• [SUPPLIED RECORDS]:
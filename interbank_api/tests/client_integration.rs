use chrono::{NaiveDate, TimeZone, Utc};
use interbank_api::{
    Client, Config, DateRange, Environment, Error, ReceivedPixFilter, Scope, StatementFilter,
    TimeRange,
};
use interbank_api::types::{OperationType, TransactionType};
use serde_json::json;
use wiremock::matchers::{body_json, body_string_contains, header, method, path, query_param};
use wiremock::{Mock, MockServer, ResponseTemplate};

fn load_fixture(name: &str) -> String {
    std::fs::read_to_string(format!("tests/fixtures/{}", name)).unwrap()
}

fn client_for(server: &MockServer) -> Client {
    let config = Config::new("client-id", "client-secret", Environment::Sandbox)
        .with_account_number("12345678")
        .with_base_url(&server.uri())
        .unwrap();
    Client::new(config).unwrap()
}

async fn mount_token(server: &MockServer) {
    Mock::given(method("POST"))
        .and(path("/oauth/v2/token"))
        .and(body_string_contains("grant_type=client_credentials"))
        .respond_with(ResponseTemplate::new(200).set_body_string(load_fixture("token.json")))
        .mount(server)
        .await;
}

fn march() -> DateRange {
    DateRange::new(
        NaiveDate::from_ymd_opt(2024, 3, 1).unwrap(),
        NaiveDate::from_ymd_opt(2024, 3, 31).unwrap(),
    )
}

#[tokio::test]
async fn get_balance_success() {
    let mock_server = MockServer::start().await;
    mount_token(&mock_server).await;

    Mock::given(method("GET"))
        .and(path("/banking/v2/saldo"))
        .and(header("authorization", "Bearer test-token"))
        .and(header("x-conta-corrente", "12345678"))
        .respond_with(ResponseTemplate::new(200).set_body_string(load_fixture("balance.json")))
        .mount(&mock_server)
        .await;

    let client = client_for(&mock_server);
    let balance = client.banking().balance(None).await.unwrap();
    assert_eq!(balance.available, 15230.42);
    assert_eq!(balance.blocked_judicially, 120.0);
}

#[tokio::test]
async fn token_is_requested_once_per_scope() {
    let mock_server = MockServer::start().await;

    Mock::given(method("POST"))
        .and(path("/oauth/v2/token"))
        .and(body_string_contains("scope=extrato.read"))
        .and(body_string_contains("client_id=client-id"))
        .respond_with(ResponseTemplate::new(200).set_body_string(load_fixture("token.json")))
        .expect(1)
        .mount(&mock_server)
        .await;
    Mock::given(method("GET"))
        .and(path("/banking/v2/saldo"))
        .respond_with(ResponseTemplate::new(200).set_body_string(load_fixture("balance.json")))
        .expect(2)
        .mount(&mock_server)
        .await;

    let client = client_for(&mock_server);
    client.banking().balance(None).await.unwrap();
    client.banking().balance(None).await.unwrap();
}

#[tokio::test]
async fn token_failure_is_transport_error() {
    let mock_server = MockServer::start().await;

    Mock::given(method("POST"))
        .and(path("/oauth/v2/token"))
        .respond_with(
            ResponseTemplate::new(401).set_body_string(r#"{"title":"Credenciais inválidas"}"#),
        )
        .mount(&mock_server)
        .await;

    let client = client_for(&mock_server);
    let err = client.banking().balance(None).await.unwrap_err();
    assert_eq!(err.status(), Some(401));
    assert!(err.message().contains("extrato.read"));
    assert_eq!(err.detail(), Some(&json!({"title": "Credenciais inválidas"})));
}

#[tokio::test]
async fn get_statement_success() {
    let mock_server = MockServer::start().await;
    mount_token(&mock_server).await;

    Mock::given(method("GET"))
        .and(path("/banking/v2/extrato"))
        .and(query_param("dataInicio", "2024-03-01"))
        .and(query_param("dataFim", "2024-03-31"))
        .respond_with(ResponseTemplate::new(200).set_body_string(load_fixture("statement.json")))
        .mount(&mock_server)
        .await;

    let client = client_for(&mock_server);
    let statement = client.banking().statement(&march()).await.unwrap();
    assert_eq!(statement.entries.len(), 2);
    assert_eq!(statement.entries[1].operation_type, OperationType::Debit);
}

#[tokio::test]
async fn enriched_statement_walks_all_pages() {
    let mock_server = MockServer::start().await;
    mount_token(&mock_server).await;

    for (page, fixture) in [
        ("0", "enriched_statement_page_0.json"),
        ("1", "enriched_statement_page_1.json"),
    ] {
        Mock::given(method("GET"))
            .and(path("/banking/v2/extrato/completo"))
            .and(query_param("tipoTransacao", "PIX"))
            .and(query_param("pagina", page))
            .and(query_param("tamanhoPagina", "100"))
            .respond_with(ResponseTemplate::new(200).set_body_string(load_fixture(fixture)))
            .expect(1)
            .mount(&mock_server)
            .await;
    }

    let client = client_for(&mock_server);
    let filter = StatementFilter::default().with_transaction_type(TransactionType::Pix);
    let transactions = client
        .banking()
        .enriched_statement(&march(), Some(&filter))
        .await
        .unwrap();

    let ids: Vec<_> = transactions
        .iter()
        .map(|t| t.id.as_deref().unwrap())
        .collect();
    assert_eq!(ids, vec!["b5a7f6c2-1", "b5a7f6c2-2", "b5a7f6c2-3"]);
}

#[tokio::test]
async fn enriched_statement_fails_when_a_page_fails() {
    let mock_server = MockServer::start().await;
    mount_token(&mock_server).await;

    Mock::given(method("GET"))
        .and(path("/banking/v2/extrato/completo"))
        .and(query_param("pagina", "0"))
        .respond_with(
            ResponseTemplate::new(200)
                .set_body_string(load_fixture("enriched_statement_page_0.json")),
        )
        .mount(&mock_server)
        .await;
    Mock::given(method("GET"))
        .and(path("/banking/v2/extrato/completo"))
        .and(query_param("pagina", "1"))
        .respond_with(ResponseTemplate::new(503).set_body_string("Service Unavailable"))
        .mount(&mock_server)
        .await;

    let client = client_for(&mock_server);
    let err = client
        .banking()
        .enriched_statement(&march(), None)
        .await
        .unwrap_err();
    assert_eq!(err.status(), Some(503));
    assert!(err.detail().is_none());
}

#[tokio::test]
async fn bad_request_keeps_error_detail() {
    let mock_server = MockServer::start().await;
    mount_token(&mock_server).await;

    Mock::given(method("GET"))
        .and(path("/banking/v2/extrato"))
        .respond_with(
            ResponseTemplate::new(400).set_body_string(load_fixture("error_bad_request.json")),
        )
        .mount(&mock_server)
        .await;

    let client = client_for(&mock_server);
    let err = client.banking().statement(&march()).await.unwrap_err();

    assert!(matches!(err, Error::Transport { .. }));
    assert_eq!(err.message(), "Request failed with status 400");
    let detail = err.detail().unwrap();
    assert_eq!(detail["title"], "Requisição inválida");
    assert_eq!(detail["violacoes"][0]["propriedade"], "dataInicio");
}

#[tokio::test]
async fn malformed_json_is_decode_error() {
    let mock_server = MockServer::start().await;
    mount_token(&mock_server).await;

    Mock::given(method("GET"))
        .and(path("/banking/v2/saldo"))
        .respond_with(ResponseTemplate::new(200).set_body_string("{not valid json}"))
        .mount(&mock_server)
        .await;

    let client = client_for(&mock_server);
    let err = client.banking().balance(None).await.unwrap_err();
    assert!(matches!(err, Error::Decode { .. }));
    assert!(err.detail().is_none());
}

#[tokio::test]
async fn list_charges_success() {
    let mock_server = MockServer::start().await;
    mount_token(&mock_server).await;

    Mock::given(method("GET"))
        .and(path("/cobranca/v3/cobrancas"))
        .and(query_param("dataInicial", "2024-03-01"))
        .and(query_param("paginacao.paginaAtual", "0"))
        .respond_with(ResponseTemplate::new(200).set_body_string(load_fixture("charges_page.json")))
        .expect(1)
        .mount(&mock_server)
        .await;

    let client = client_for(&mock_server);
    let charges = client.billing().list(&march(), None).await.unwrap();
    assert_eq!(charges.len(), 1);
    assert_eq!(charges[0].charge.your_number, "INV-0042");
    assert_eq!(charges[0].pix.as_ref().unwrap().txid, "tx5f0e1c2a");
}

#[tokio::test]
async fn save_charge_pdf_writes_file() {
    let mock_server = MockServer::start().await;
    mount_token(&mock_server).await;

    Mock::given(method("GET"))
        .and(path("/cobranca/v3/cobrancas/5f0e1c2a/pdf"))
        .respond_with(ResponseTemplate::new(200).set_body_json(json!({"pdf": "JVBERi0xLjQK"})))
        .mount(&mock_server)
        .await;

    let client = client_for(&mock_server);
    let dir = tempfile::tempdir().unwrap();
    let file = dir.path().join("cobranca.pdf");
    client.billing().save_pdf("5f0e1c2a", &file).await.unwrap();
    assert_eq!(std::fs::read(&file).unwrap(), b"%PDF-1.4\n");
}

#[tokio::test]
async fn create_pix_charge_with_txid() {
    let mock_server = MockServer::start().await;
    mount_token(&mock_server).await;

    Mock::given(method("PUT"))
        .and(path("/pix/v2/cob/tx0001"))
        .and(body_string_contains(r#""chave":"chave@example.com""#))
        .respond_with(ResponseTemplate::new(201).set_body_string(load_fixture("pix_charge.json")))
        .expect(1)
        .mount(&mock_server)
        .await;

    let client = client_for(&mock_server);
    let charge = interbank_api::types::NewPixCharge {
        amount: interbank_api::types::PixAmount {
            original: "37.00".to_string(),
            change_mode: None,
        },
        key: "chave@example.com".to_string(),
        ..Default::default()
    };
    let created = client
        .pix()
        .create_charge(Some("tx0001"), &charge)
        .await
        .unwrap();
    assert_eq!(created.txid, "tx0001");
    assert_eq!(created.debtor.unwrap().name, "Maria Souza");
}

#[tokio::test]
async fn list_received_pix_with_filter() {
    let mock_server = MockServer::start().await;
    mount_token(&mock_server).await;

    Mock::given(method("GET"))
        .and(path("/pix/v2/pix"))
        .and(query_param("inicio", "2024-05-01T00:00:00Z"))
        .and(query_param("devolucaoPresente", "true"))
        .respond_with(ResponseTemplate::new(200).set_body_string(load_fixture("received_pix.json")))
        .expect(1)
        .mount(&mock_server)
        .await;

    let client = client_for(&mock_server);
    let range = TimeRange::new(
        Utc.with_ymd_and_hms(2024, 5, 1, 0, 0, 0).unwrap(),
        Utc.with_ymd_and_hms(2024, 5, 31, 23, 59, 59).unwrap(),
    );
    let filter = ReceivedPixFilter::default().with_devolution_present(true);
    let received = client
        .pix()
        .list_received(&range, Some(&filter))
        .await
        .unwrap();
    assert_eq!(received.len(), 1);
    assert_eq!(received[0].devolutions[0].amount, "7.00");
}

#[tokio::test]
async fn webhook_lifecycle() {
    let mock_server = MockServer::start().await;
    mount_token(&mock_server).await;
    let key = "6f1c2d3e-aaaa-4bbb-8ccc-000000000001";

    Mock::given(method("PUT"))
        .and(path(format!("/pix/v2/webhook/{}", key)))
        .and(body_json(json!({"webhookUrl": "https://hooks.example.com/inter"})))
        .respond_with(ResponseTemplate::new(204))
        .expect(1)
        .mount(&mock_server)
        .await;
    Mock::given(method("GET"))
        .and(path(format!("/pix/v2/webhook/{}", key)))
        .respond_with(ResponseTemplate::new(200).set_body_string(load_fixture("webhook.json")))
        .expect(1)
        .mount(&mock_server)
        .await;
    Mock::given(method("DELETE"))
        .and(path(format!("/pix/v2/webhook/{}", key)))
        .respond_with(ResponseTemplate::new(204))
        .expect(1)
        .mount(&mock_server)
        .await;

    let client = client_for(&mock_server);
    let webhooks = client.pix().webhooks();
    webhooks
        .include(key, "https://hooks.example.com/inter", Scope::PixWebhookWrite)
        .await
        .unwrap();
    let webhook = webhooks.retrieve(key, Scope::PixWebhookRead).await.unwrap();
    assert_eq!(webhook.url, "https://hooks.example.com/inter");
    assert!(webhook.created_at.is_some());
    webhooks.delete(key, Scope::PixWebhookWrite).await.unwrap();
}

#[tokio::test]
async fn webhook_retrieve_not_found() {
    let mock_server = MockServer::start().await;
    mount_token(&mock_server).await;

    Mock::given(method("GET"))
        .and(path("/banking/v2/webhooks/pix-pagamento"))
        .respond_with(
            ResponseTemplate::new(404).set_body_string(r#"{"title":"Webhook não encontrado"}"#),
        )
        .mount(&mock_server)
        .await;

    let client = client_for(&mock_server);
    let err = client
        .banking()
        .webhooks()
        .retrieve("pix-pagamento", Scope::BankingWebhookRead)
        .await
        .unwrap_err();
    assert_eq!(err.status(), Some(404));
    assert_eq!(err.detail().unwrap()["title"], "Webhook não encontrado");
}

• [DIRECTIONS]:
For each line in the data above that contains the string "message", extract the line.

• [THE COMPLETED TASK]:
    assert!(err.message().contains("extrato.read"));
    assert_eq!(err.message(), "Request failed with status 400");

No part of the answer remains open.